• _Records shown_

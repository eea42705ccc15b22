// Copyright 2025 eraflo
//
// Licensed under the Apache License, Version 2.0 (the "License");
// you may not use this file except in compliance with the License.
// You may obtain a copy of the License at
//
//     http://www.apache.org/licenses/LICENSE-2.0
//
// Unless required by applicable law or agreed to in writing, software
// distributed under the License is distributed on an "AS IS" BASIS,
// WITHOUT WARRANTIES OR CONDITIONS OF ANY KIND, either express or implied.
// See the License for the specific language governing permissions and
// limitations under the License.

//! Port declarations and data access helpers for algorithms.

use tributary_core::InformationVector;
use tributary_data::keys::DATA_OBJECT;
use tributary_data::{DataHandle, DataObject, DataObjectType, DataTypeConstraint};

/// What an input port accepts.
#[derive(Debug, Clone, PartialEq, Eq, Default)]
pub struct InputPortInfo {
    /// Data types the port accepts.
    pub constraint: DataTypeConstraint,
    /// The port may stay unconnected.
    pub optional: bool,
    /// The port accepts more than one connection.
    pub repeatable: bool,
}

impl InputPortInfo {
    /// A required, single-connection port accepting `constraint`.
    pub fn new(constraint: DataTypeConstraint) -> Self {
        Self {
            constraint,
            optional: false,
            repeatable: false,
        }
    }

    /// Marks the port optional.
    #[must_use]
    pub fn optional(mut self) -> Self {
        self.optional = true;
        self
    }

    /// Marks the port repeatable.
    #[must_use]
    pub fn repeatable(mut self) -> Self {
        self.repeatable = true;
        self
    }
}

/// What an output port produces.
#[derive(Debug, Clone, Copy, PartialEq, Eq)]
pub enum OutputPortInfo {
    /// Always the given type.
    Concrete(DataObjectType),
    /// The type of the first connection on the given input port.
    SameAsInput(usize),
}

impl Default for OutputPortInfo {
    fn default() -> Self {
        OutputPortInfo::SameAsInput(0)
    }
}

// ─────────────────────────────────────────────────────────────────────────────
// Data access
// ─────────────────────────────────────────────────────────────────────────────

/// Reading and writing the data object stored in port information.
///
/// Input vectors hold one map per connection, output vectors one per port.
pub trait PortData {
    /// The data object at `index`.
    fn data(&self, index: usize) -> Option<&DataHandle>;

    /// The data object at `index`, mutably, if nobody else holds it.
    fn data_mut(&mut self, index: usize) -> Option<&mut DataObject>;

    /// Replaces the data object at `index`.
    fn set_data(&mut self, index: usize, object: DataObject);
}

impl PortData for InformationVector {
    fn data(&self, index: usize) -> Option<&DataHandle> {
        self.get(index).and_then(|info| info.get(&DATA_OBJECT))
    }

    fn data_mut(&mut self, index: usize) -> Option<&mut DataObject> {
        self.get_mut(index)
            .and_then(|info| info.get_mut(&DATA_OBJECT))
            .and_then(DataHandle::get_mut)
    }

    fn set_data(&mut self, index: usize, object: DataObject) {
        if self.len() <= index {
            self.resize(index + 1);
        }
        if let Some(info) = self.get_mut(index) {
            info.set(&DATA_OBJECT, DataHandle::new(object));
        }
    }
}
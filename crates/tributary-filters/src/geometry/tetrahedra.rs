// Copyright 2025 eraflo
//
// Licensed under the Apache License, Version 2.0 (the "License");
// you may not use this file except in compliance with the License.
// You may obtain a copy of the License at
//
//     http://www.apache.org/licenses/LICENSE-2.0
//
// Unless required by applicable law or agreed to in writing, software
// distributed under the License is distributed on an "AS IS" BASIS,
// WITHOUT WARRANTIES OR CONDITIONS OF ANY KIND, either express or implied.
// See the License for the specific language governing permissions and
// limitations under the License.


//! A consumer that only accepts tetrahedral meshes.

use std::any::Any;
use tributary_core::{InformationVector, ModifiedTime, TimeStamp};
use tributary_data::{
    CellType, DataArray, DataKind, DataObject, DataObjectType, DataTypeConstraint,
    UnstructuredGrid,
};
use tributary_pipeline::{Algorithm, AlgorithmError, InputPortInfo, PortData, Request};

/// Name of the cell array holding tetrahedron volumes.
pub const VOLUME: &str = "volume";

/// Annotates a tetrahedral mesh with per-cell volumes.
///
/// Any non-tetrahedral cell makes the filter fail.
#[derive(Debug, Default)]
pub struct TetrahedraOnly {
    mtime: ModifiedTime,
}

impl TetrahedraOnly {
    /// Creates the filter.
    pub fn new() -> Self {
        Self::default()
    }
}

fn tetra_volume(grid: &UnstructuredGrid, ids: &[usize]) -> f64 {
    let p = |id: usize| [0, 1, 2].map(|c| grid.points().component(id, c).unwrap_or(0.0));
    let [a, b, c, d] = [p(ids[0]), p(ids[1]), p(ids[2]), p(ids[3])];
    let u = [b[0] - a[0], b[1] - a[1], b[2] - a[2]];
    let v = [c[0] - a[0], c[1] - a[1], c[2] - a[2]];
    let w = [d[0] - a[0], d[1] - a[1], d[2] - a[2]];
    let det = u[0] * (v[1] * w[2] - v[2] * w[1]) - u[1] * (v[0] * w[2] - v[2] * w[0])
        + u[2] * (v[0] * w[1] - v[1] * w[0]);
    det.abs() / 6.0
}

impl Algorithm for TetrahedraOnly {
    fn name(&self) -> &str {
        "TetrahedraOnly"
    }

    fn fill_input_port_information(&self, _port: usize) -> InputPortInfo {
        InputPortInfo::new(DataTypeConstraint::exactly(DataObjectType::UnstructuredGrid))
    }

    fn modified_time(&self) -> TimeStamp {
        self.mtime.get()
    }

    fn request_data(
        &mut self,
        _request: &Request,
        inputs: &[InformationVector],
        outputs: &mut InformationVector,
    ) -> Result<(), AlgorithmError> {
        let grid = inputs
            .first()
            .and_then(|v| v.data(0))
            .and_then(|d| d.as_unstructured_grid())
            .ok_or_else(|| AlgorithmError::bad_input(0, "expected an unstructured grid"))?;
        if let Some((index, (cell, _))) = grid
            .cells()
            .enumerate()
            .find(|(_, (cell, _))| *cell != CellType::Tetra)
        {
            return Err(AlgorithmError::bad_input(
                0,
                format!("cell {index} is a {}, only tetrahedra are supported", cell.name()),
            ));
        }
        let volumes: Vec<f64> = grid.cells().map(|(_, ids)| tetra_volume(grid, ids)).collect();
        let mut output = grid.clone();
        output
            .cell_data_mut()
            .add_array(DataArray::from_f64(VOLUME, 1, volumes));
        outputs.set_data(0, DataObject::new(DataKind::UnstructuredGrid(output)));
        Ok(())
    }

    fn as_any(&self) -> &dyn Any {
        self
    }

    fn as_any_mut(&mut self) -> &mut dyn Any {
        self
    }
}

#[cfg(test)]
mod tests {
    use super::*;
    use approx::assert_relative_eq;

    #[test]
    fn unit_tetra_volume() {
        let mut grid = UnstructuredGrid::from_points(vec![
            [0.0, 0.0, 0.0],
            [1.0, 0.0, 0.0],
            [0.0, 1.0, 0.0],
            [0.0, 0.0, 1.0],
        ]);
        grid.insert_next_cell(CellType::Tetra, &[0, 1, 2, 3]).unwrap();
        assert_relative_eq!(tetra_volume(&grid, &[0, 1, 2, 3]), 1.0 / 6.0);
    }
}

• _Try it_
From the first line of the data through the line with "input port accepts.", quote each line exactly and add nothing else.

• _Solution_
repository eea42705ccc15b22
// Copyright 2025 eraflo
//
// Licensed under the Apache License, Version 2.0 (the "License");
// you may not use this file except in compliance with the License.
// You may obtain a copy of the License at
//
//     http://www.apache.org/licenses/LICENSE-2.0
//
// Unless required by applicable law or agreed to in writing, software
// distributed under the License is distributed on an "AS IS" BASIS,
// WITHOUT WARRANTIES OR CONDITIONS OF ANY KIND, either express or implied.
// See the License for the specific language governing permissions and
// limitations under the License.

//! Port declarations and data access helpers for algorithms.

use tributary_core::InformationVector;
use tributary_data::keys::DATA_OBJECT;
use tributary_data::{DataHandle, DataObject, DataObjectType, DataTypeConstraint};

/// What an input port accepts.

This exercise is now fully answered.